Clement had been a disciple of Pantaneus from about 180 A.D.; but was forced to close the school in 202 A.D when the Roman Emperor Septimus Severus forced him to flee Alexandria for Palestine, from which he never returned. Origen, his successor, had an encyclopaedic memory and is arguably one of the most brilliant and influential theologians the world has seen, ranking with St. Augustine, St. Thomas Aquinas, Jean Calvin, Martin Luther and Karl Barth (1886 - 1968); for over the centuries, the theologies of all of these men have greatly influenced the various streams of Christianity. Origen's father Leonidas was a teacher who taught him to love Greek literature and Scripture. Leonidas was martyred for his faith under the persecution of Severus in 203 A.D and Origen followed the example of his father and embarked upon a career as a teacher; teaching grammar and philosophy, and helped families who had been victims of persecution, as he had been. He had also been a pupil of Ammonius Saccas (c. 160 - c. 242 A.D), who was a Greek philosopher from the Platonic School in Alexandria, who coincidentally also taught Plotinus. After the persecution by Servetus ceased in 211 A.D., Origen reopened the Catechetical School. He was imprisoned and tortured for his faith by the Roman Emperor Decius, in c. 252 A.D., and reputedly died two years later of the injuries.
While Alexandria was initially set up to instruct neophytes of doctrine, ultimately its design was to meet pagan philosophers on their own ground:
“In such a city as Alexandria - with its museum, its libraries, its lectures, its schools of philosophy, its splendid synagogue, its avowed atheists, its deep-thinking Oriental mystics - the Gospel would have been powerless if it had been unable to produce teachers who were capable of meeting Pagan philosophers and Jewish Philoists on their own ground. Such thinkers would refuse their attention to men who could not understand their reasonings, sympathize with their perplexities, refute their fundamental arguments, and meet them in the spirit of Christian courtesy."(`Matter's Hist. de l'Ecole d'Alexandrie'.)
This explains why Justin donned the philosophers garb after his conversion to Christianity - while the Apologists of the second century endeavoured to meet the pagan philosophers on their own ground, in doing so they imbibed of subtle heresies which they themselves failed to discern:
`The apologists' enterprise of examining and defending Christianity in light of Greek philosophy was not entirely new. A century or more earlier the Jewish scholar Philo had attempted to wed Judaism and Greek philosophy in Egypt. His great influence there among both Jews and Gentile God-feareres probably helps to explain why Alexandrian Christians in the second and third centuries were most open to this project of explaining the Bible and Christian beliefs philosophically. Some of the apologists emulated Philo's positive evaluation of Greek philosopers. Philo, for instance, had taught that Plato's philosophy and Moses' teachings were both based upon divine revelation and at heart were similar if not identical.
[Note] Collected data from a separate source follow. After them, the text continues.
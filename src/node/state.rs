//! Persistence for the overlay's state objects.
//!
//! A node with a home directory stores identities and the planet as
//! whole files there; a node with an empty home keeps one in-memory slot
//! per object type instead. Reads return nothing for absent objects and
//! for objects larger than the caller's limit.

use crate::overlay::StateObject;
use rustc_hash::FxHashMap;
use std::io;
use std::path::PathBuf;

#[derive(Debug)]
pub(crate) struct StateStore {
    home: Option<PathBuf>,
    memory: FxHashMap<StateObject, Vec<u8>>,
}

impl StateStore {
    /// Opens the store, creating the home directory if necessary. An
    /// empty home selects the in-memory mode.
    pub fn open(home: &str) -> io::Result<Self> {
        let home = if home.is_empty() {
            None
        } else {
            let path = PathBuf::from(home);
            std::fs::create_dir_all(&path)?;
            Some(path)
        };
        Ok(Self {
            home,
            memory: FxHashMap::default(),
        })
    }

    /// Stores an object, replacing any previous value whole. Object types
    /// without a file name are not persisted to disk.
    pub fn put(&mut self, object: StateObject, data: &[u8]) {
        match (&self.home, object.file_name()) {
            (Some(home), Some(name)) => {
                let path = home.join(name);
                if let Err(error) = std::fs::write(&path, data) {
                    tracing::warn!(%error, object = ?object, "failed to persist state object");
                    return;
                }
                #[cfg(unix)]
                if object == StateObject::IdentitySecret {
                    use std::os::unix::fs::PermissionsExt;
                    let _ = std::fs::set_permissions(
                        &path,
                        std::fs::Permissions::from_mode(0o600),
                    );
                }
            }
            (Some(_), None) => {}
            (None, _) => {
                // Replacing the slot drops the previous value.
                self.memory.insert(object, data.to_vec());
            }
        }
    }

    /// Reads an object back, or `None` if it is absent or exceeds
    /// `limit` bytes.
    pub fn get(&self, object: StateObject, limit: usize) -> Option<Vec<u8>> {
        match (&self.home, object.file_name()) {
            (Some(home), Some(name)) => {
                let data = std::fs::read(home.join(name)).ok()?;
                (data.len() <= limit).then_some(data)
            }
            (Some(_), None) => None,
            (None, _) => {
                let data = self.memory.get(&object)?;
                (data.len() <= limit).then(|| data.clone())
            }
        }
    }
}

#[cfg(test)]
mod tests {
    use super::*;

    #[test]
    fn memory_mode_round_trips() {
        let mut store = StateStore::open("").unwrap();
        assert_eq!(store.get(StateObject::IdentityPublic, 1024), None);
        store.put(StateObject::IdentityPublic, b"abc");
        assert_eq!(
            store.get(StateObject::IdentityPublic, 1024),
            Some(b"abc".to_vec())
        );
        // Replacement is whole, not appended.
        store.put(StateObject::IdentityPublic, b"d");
        assert_eq!(
            store.get(StateObject::IdentityPublic, 1024),
            Some(b"d".to_vec())
        );
    }

    #[test]
    fn memory_mode_keeps_unpersisted_types() {
        let mut store = StateStore::open("").unwrap();
        store.put(StateObject::Peer, b"peer blob");
        assert_eq!(store.get(StateObject::Peer, 1024), Some(b"peer blob".to_vec()));
    }

    #[test]
    fn oversize_reads_return_nothing() {
        let mut store = StateStore::open("").unwrap();
        store.put(StateObject::Planet, &[0u8; 100]);
        assert_eq!(store.get(StateObject::Planet, 99), None);
        assert!(store.get(StateObject::Planet, 100).is_some());
    }

    #[test]
    fn file_mode_round_trips() {
        let dir = tempfile::tempdir().unwrap();
        let home = dir.path().to_str().unwrap();
        {
            let mut store = StateStore::open(home).unwrap();
            store.put(StateObject::IdentitySecret, b"node:secret");
            store.put(StateObject::Peer, b"never written");
        }
        // A fresh store over the same home sees the files.
        let store = StateStore::open(home).unwrap();
        assert_eq!(
            store.get(StateObject::IdentitySecret, 1024),
            Some(b"node:secret".to_vec())
        );
        assert_eq!(store.get(StateObject::Peer, 1024), None);
        assert_eq!(store.get(StateObject::Planet, 1024), None);
        assert!(dir.path().join("identity.secret").is_file());
        assert!(!dir.path().join("planet").exists());
    }

    #[cfg(unix)]
    #[test]
    fn secret_file_is_private() {
        use std::os::unix::fs::PermissionsExt;
        let dir = tempfile::tempdir().unwrap();
        let mut store = StateStore::open(dir.path().to_str().unwrap()).unwrap();
        store.put(StateObject::IdentitySecret, b"node:secret");
        let mode = std::fs::metadata(dir.path().join("identity.secret"))
            .unwrap()
            .permissions()
            .mode();
        assert_eq!(mode & 0o777, 0o600);
    }
}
In order to make this work he had to interpret the Hebrew Scriptures allegorically. By using that method, he was able to blend Greek and Hebrew ways of thinking about God, creation and humanity. Philo's approach to Jewish thought was already widely accepted (though not without controversy) among Jews of the diaspora, and Christian apologists of the second century built on that foundation in order to show a similar consistency between the best of Hellenistic thought and their own fairly sophisticated versions of the Christian message.' (Olsen, p. 55.)'
While the apologists used Paul's discourse in Athens about the "unknown god" (Acts ch. 17) to justify their reasons for meeting pagan Platonism with so-called Christianised neo-Platonism (for reason that he quoted from their own poets so he could meet them on common ground which they would then understand); this in fact provided the apologists with only the slimmest of excuses, as Paul didn't imbibe of these same philosophies which he took great pains to warn the churches about, for he merely used them to meet the Stoics and Epicurians on their ground! But this did not content the Apologists, for they also imbibed of these very same philosophies themselves.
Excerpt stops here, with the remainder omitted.